* Exercise description
Retype exactly the lines that run from the start of the data to the line holding "pub type Metadata = BTreeMap<String, String>;", including both, and only those.

* Given information
****************

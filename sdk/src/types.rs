//! Agent protocol types
//!
//! Every agent in a relay deployment speaks the same small task protocol:
//! a caller POSTs a [`Task`] to `/tasks/send` and receives a [`TaskResponse`].
//! Agents also publish a static [`AgentCard`] at `/.well-known/agent.json`.

use serde::{Deserialize, Serialize};
use std::collections::BTreeMap;
use std::fmt;

/// Free-form string metadata attached to a task
pub type Metadata = BTreeMap<String, String>;

/// Path every agent serves tasks on
pub const TASKS_SEND_PATH: &str = "/tasks/send";

/// Path every agent publishes its card on
pub const AGENT_CARD_PATH: &str = "/.well-known/agent.json";

/// Minimal content unit of a message
#[derive(Debug, Clone, Serialize, Deserialize, PartialEq, Eq, Default)]
pub struct Part {
    /// Text content (absent on the wire means empty)
    #[serde(default)]
    pub text: String,
}

impl Part {
    /// Create a new text part
    pub fn text(text: impl Into<String>) -> Self {
        Self { text: text.into() }
    }
}

/// Role of a message sender
#[derive(Debug, Clone, Copy, Serialize, Deserialize, PartialEq, Eq)]
#[serde(rename_all = "lowercase")]
pub enum Role {
    /// Message written by the caller
    User,

    /// Message written by an agent
    Agent,
}

impl fmt::Display for Role {
    fn fmt(&self, f: &mut fmt::Formatter<'_>) -> fmt::Result {
        match self {
            Role::User => write!(f, "user"),
            Role::Agent => write!(f, "agent"),
        }
    }
}

/// Ordered sequence of parts sent by one role
///
/// Part order is significant: the message text is the in-order
/// concatenation of its parts.
#[derive(Debug, Clone, Serialize, Deserialize, PartialEq, Eq)]
pub struct Message {
    pub role: Role,
    #[serde(default)]
    pub parts: Vec<Part>,
}

impl Message {
    /// Create a user message from parts
    pub fn user(parts: Vec<Part>) -> Self {
        Self {
            role: Role::User,
            parts,
        }
    }

    /// Create an agent message holding a single text part
    pub fn agent_text(text: impl Into<String>) -> Self {
        Self {
            role: Role::Agent,
            parts: vec![Part::text(text)],
        }
    }

    /// Concatenate the text of all parts, in order
    pub fn text(&self) -> String {
        concat_parts(&self.parts)
    }
}

/// Concatenate part texts in order
pub fn concat_parts(parts: &[Part]) -> String {
    parts.iter().map(|p| p.text.as_str()).collect()
}

/// Task envelope sent to an agent
#[derive(Debug, Clone, Serialize, Deserialize, PartialEq, Eq)]
pub struct Task {
    /// Caller-supplied or generated id, unique per request
    pub id: String,

    /// The message to process
    pub message: Message,

    /// Optional metadata forwarded to the agent
    #[serde(default, skip_serializing_if = "Option::is_none")]
    pub metadata: Option<Metadata>,
}

impl Task {
    /// Create a user task
    pub fn new(id: impl Into<String>, parts: Vec<Part>) -> Self {
        Self {
            id: id.into(),
            message: Message::user(parts),
            metadata: None,
        }
    }

    /// Attach metadata
    pub fn with_metadata(mut self, metadata: Metadata) -> Self {
        self.metadata = Some(metadata);
        self
    }
}

/// Terminal state of a task
#[derive(Debug, Clone, Copy, Serialize, Deserialize, PartialEq, Eq)]
#[serde(rename_all = "lowercase")]
pub enum TaskState {
    Completed,
    Error,
}

impl fmt::Display for TaskState {
    fn fmt(&self, f: &mut fmt::Formatter<'_>) -> fmt::Result {
        match self {
            TaskState::Completed => write!(f, "completed"),
            TaskState::Error => write!(f, "error"),
        }
    }
}

/// Status object carried by a response
#[derive(Debug, Clone, Serialize, Deserialize, PartialEq, Eq)]
pub struct TaskStatus {
    pub state: TaskState,

    /// Short human-readable explanation, only set for errors
    #[serde(default, skip_serializing_if = "Option::is_none")]
    pub message: Option<String>,
}

impl TaskStatus {
    pub fn completed() -> Self {
        Self {
            state: TaskState::Completed,
            message: None,
        }
    }

    pub fn error(message: impl Into<String>) -> Self {
        Self {
            state: TaskState::Error,
            message: Some(message.into()),
        }
    }
}

/// Response returned by `/tasks/send`
#[derive(Debug, Clone, Serialize, Deserialize, PartialEq, Eq)]
pub struct TaskResponse {
    /// Echoes the task id
    pub id: String,

    pub status: TaskStatus,

    /// Ordered conversation: inbound message first, agent reply second
    pub messages: Vec<Message>,
}

impl TaskResponse {
    /// Build a completed response
    pub fn completed(id: impl Into<String>, messages: Vec<Message>) -> Self {
        Self {
            id: id.into(),
            status: TaskStatus::completed(),
            messages,
        }
    }

    /// Build an error response with a single agent message
    pub fn error(id: impl Into<String>, reason: impl Into<String>, text: impl Into<String>) -> Self {
        Self {
            id: id.into(),
            status: TaskStatus::error(reason),
            messages: vec![Message::agent_text(text)],
        }
    }

    /// Text of the last message, if any
    pub fn final_text(&self) -> Option<String> {
        self.messages.last().map(Message::text)
    }
}

/// Reply decoded from a downstream agent
///
/// Decoding is lenient: agents in the wild omit `id` or `status`, and
/// only the message list matters to the caller.
#[derive(Debug, Clone, Deserialize, PartialEq, Eq)]
pub struct AgentReply {
    #[serde(default)]
    pub id: Option<String>,

    #[serde(default)]
    pub messages: Vec<Message>,
}

impl AgentReply {
    /// Parts of the last message, if any message is present
    pub fn last_parts(&self) -> Option<&[Part]> {
        self.messages.last().map(|m| m.parts.as_slice())
    }
}

/// Optional agent capabilities advertised in the card
#[derive(Debug, Clone, Serialize, Deserialize, PartialEq, Eq, Default)]
#[serde(rename_all = "camelCase")]
pub struct AgentCapabilities {
    #[serde(default)]
    pub streaming: bool,

    #[serde(default)]
    pub push_notifications: bool,
}

/// Static descriptor published by every agent
///
/// Used for discovery and debugging only, never required for a task
/// to succeed.
#[derive(Debug, Clone, Serialize, Deserialize, PartialEq, Eq)]
pub struct AgentCard {
    pub name: String,
    pub description: String,
    pub url: String,
    pub version: String,
    #[serde(default)]
    pub capabilities: AgentCapabilities,
}

impl AgentCard {
    /// Create a card with default capabilities
    pub fn new(
        name: impl Into<String>,
        description: impl Into<String>,
        url: impl Into<String>,
        version: impl Into<String>,
    ) -> Self {
        Self {
            name: name.into(),
            description: description.into(),
            url: url.into(),
            version: version.into(),
            capabilities: AgentCapabilities::default(),
        }
    }
}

****************

* Reply
filename sdk/src/types.rs
//! Agent protocol types
//!
//! Every agent in a relay deployment speaks the same small task protocol:
//! a caller POSTs a [`Task`] to `/tasks/send` and receives a [`TaskResponse`].
//! Agents also publish a static [`AgentCard`] at `/.well-known/agent.json`.

use serde::{Deserialize, Serialize};
use std::collections::BTreeMap;
use std::fmt;

/// Free-form string metadata attached to a task
pub type Metadata = BTreeMap<String, String>;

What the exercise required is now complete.